Jochen modelled the data for healthy people (age and sex-matched controls) and for people with Parkinson’s disease and he looked at what parameters of the model were different between the two. This led us to the prediction that the problem was in a decision threshold. In other words, the patients were impaired at knowing how much information to accumulate before making a decision. 

This finding is consistent with some work done by others on people with Parkinson’s wherein they look at the influence of Deep Brain Stimulation. In these people with Parkinson’s disease, neurosurgeons treat the symptoms by implanting electrodes in the brain and when electrically stimulated, the electrodes miraculously treat some of the symptoms of Parkinson’s. People have looked at decision-making performance in these patients with and without their stimulation and they find that the stimulation actually affects how much information needs to be acquired for a decision so it’s consistent with the idea that part of the damage that comes with Parkinson’s disease is this inability to adjust decision thresholds. Again, this may be related to their motor impairment: they may have trouble initiating movement because they can’t adjust the decision for an action. So we actually think the cognitive impairments that we’re discovering are providing insight into the motor impairments that impact peoples’ lives. 

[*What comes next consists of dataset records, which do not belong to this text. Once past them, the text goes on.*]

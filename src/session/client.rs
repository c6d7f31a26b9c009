//! Impure I/O side of the session engine
//!
//! One worker task per engine owns every piece of mutable connection state:
//! the transport session, the pending-request table, the retry counter and
//! all timers. Handles hand commands to it over a channel and observe it
//! through watch channels, so nothing is shared behind a lock.

use super::connection::{ConnectionState, ConnectionTarget, EngineConfig, RetryState};
use super::correlator::{Completion, RequestCorrelator};
use super::health_monitor::{
    ConnectionEvent, HealthMetrics, HealthMonitor, KeepaliveSchedule, ReconnectionDecision,
    Suppression,
};
use super::message_handler::{EventDispatcher, FrameRoute};
use super::protocol::{BootstrapStep, SessionProtocol};
use crate::error::{AuthFailure, SessionError, SessionResult, TimeoutKind};
use crate::observability::{redact_secrets, MetricsCollector, MetricsSnapshot};
use crate::transport::{Connector, Frame, FrameSink, FrameStream, TransportSession};
use futures::StreamExt;
use serde_json::Value;
use std::future;
use std::sync::Arc;
use std::time::Duration;
use tokio::sync::{broadcast, mpsc, oneshot, watch};
use tokio::task::{JoinError, JoinHandle};
use tokio::time::Instant;
use tracing::{debug, error, info, trace, warn, Instrument};

/// Commands queued from handles before the worker applies back-pressure
const COMMAND_BUFFER: usize = 64;

/// Upper bound on a graceful close before the socket is simply dropped
const CLOSE_TIMEOUT: Duration = Duration::from_secs(1);

type OpenResult = Result<SessionResult<TransportSession>, JoinError>;

enum Command {
    Connect {
        target: ConnectionTarget,
        done: oneshot::Sender<()>,
    },
    Disconnect {
        done: oneshot::Sender<()>,
    },
    Call {
        command: String,
        args: Value,
        reply: Completion,
    },
    Notify {
        command: String,
        args: Value,
        reply: oneshot::Sender<SessionResult<()>>,
    },
    ReconnectIfNeeded {
        reply: oneshot::Sender<bool>,
    },
    Health {
        reply: oneshot::Sender<HealthMetrics>,
    },
    Shutdown {
        done: oneshot::Sender<()>,
    },
}

/// Observable state published by the worker
struct Publishers<I> {
    state: watch::Sender<ConnectionState>,
    info: watch::Sender<Option<I>>,
    retry: watch::Sender<RetryState>,
    credential_required: watch::Sender<bool>,
    terminal: watch::Sender<Option<SessionError>>,
}

/// Entry point for starting engines
pub struct SessionEngine;

impl SessionEngine {
    /// Start a worker task for `protocol` and return its handle
    ///
    /// The engine starts Disconnected; nothing is dialed until `connect`.
    /// Must be called inside a tokio runtime.
    pub fn spawn<P, C>(
        protocol: P,
        connector: C,
        config: EngineConfig,
    ) -> SessionHandle<P::Event, P::Info>
    where
        P: SessionProtocol,
        C: Connector,
    {
        let channel = protocol.name();
        let (command_tx, command_rx) = mpsc::channel(COMMAND_BUFFER);

        let retry = RetryState::new(config.reconnect.max_attempts);
        let (state_tx, state_rx) = watch::channel(ConnectionState::Disconnected);
        let (info_tx, info_rx) = watch::channel(None);
        let (retry_tx, retry_rx) = watch::channel(retry);
        let (credential_tx, credential_rx) = watch::channel(false);
        let (terminal_tx, terminal_rx) = watch::channel(None);

        let dispatcher = EventDispatcher::new(config.event_buffer);
        let metrics = Arc::new(MetricsCollector::new(channel));

        let handle = SessionHandle {
            commands: command_tx,
            state_rx,
            info_rx,
            retry_rx,
            credential_rx,
            terminal_rx,
            events: dispatcher.sender(),
            metrics: Arc::clone(&metrics),
        };

        let worker = SessionWorker {
            channel,
            correlator: RequestCorrelator::new(config.request_timeout),
            keepalive: KeepaliveSchedule::new(config.keepalive_interval),
            protocol,
            connector: Arc::new(connector),
            config,
            publish: Publishers {
                state: state_tx,
                info: info_tx,
                retry: retry_tx,
                credential_required: credential_tx,
                terminal: terminal_tx,
            },
            dispatcher,
            metrics,
            state: ConnectionState::Disconnected,
            target: None,
            retry,
            suppression: None,
            sink: None,
            stream: None,
            opening: None,
            bootstrap_deadline: None,
            reconnect_at: None,
            connected_at: None,
            last_frame_at: None,
        };

        tokio::spawn(
            worker
                .run(command_rx)
                .instrument(crate::session_span!(channel = channel)),
        );

        handle
    }
}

What is the next piece of the puzzle your research is going to focus on?

Right now, we’re doing some basic physiology to understand the relationship of some brain areas to these decision-making processes. We’re doing electrophysiology in the basal ganglia and also in some of the places that this area communicates with, including a structure called the superior colliculus. We’re also trying to develop a new monkey model of Parkinson’s disease and rather than using MPTP, we’re using preformed alpha-synuclein fibrils, which is a protein element that is thought to be involved in the degenerative process in Parkinson’s disease. We hope to be able to mimic the disease process rather than the late stage symptom that current toxins mimic. This will allow longitudinal, long term, experiments to track the course of degeneration using non-invasive imaging and behavioural assays and ultimately electrophysiology as well.  

About Dr Michele A Basso

Dr Michele A. Basso is a Professor in the Departments of Psychiatry and Biobehavioral Sciences and Neurobiology. She studied Neuroscience at Stony Brook University in NY working with Dr. Craig Evinger and was a post-doctoral fellow at the National Eye Institute, NIH working with Dr. Robert Wurtz. After serving as a faculty member at the University of Wisconsin Madison, she moved to UCLA to join the faculty and direct the Fuster Laboratory of Cognitive Neuroscience. The work performed in her laboratory is aimed at unravelling the neuronal circuits of decision-making in health and disease. Her work spans multiple species and employs multiple technologies designed to understand how memory and sensory information are combined to give rise to our decisions.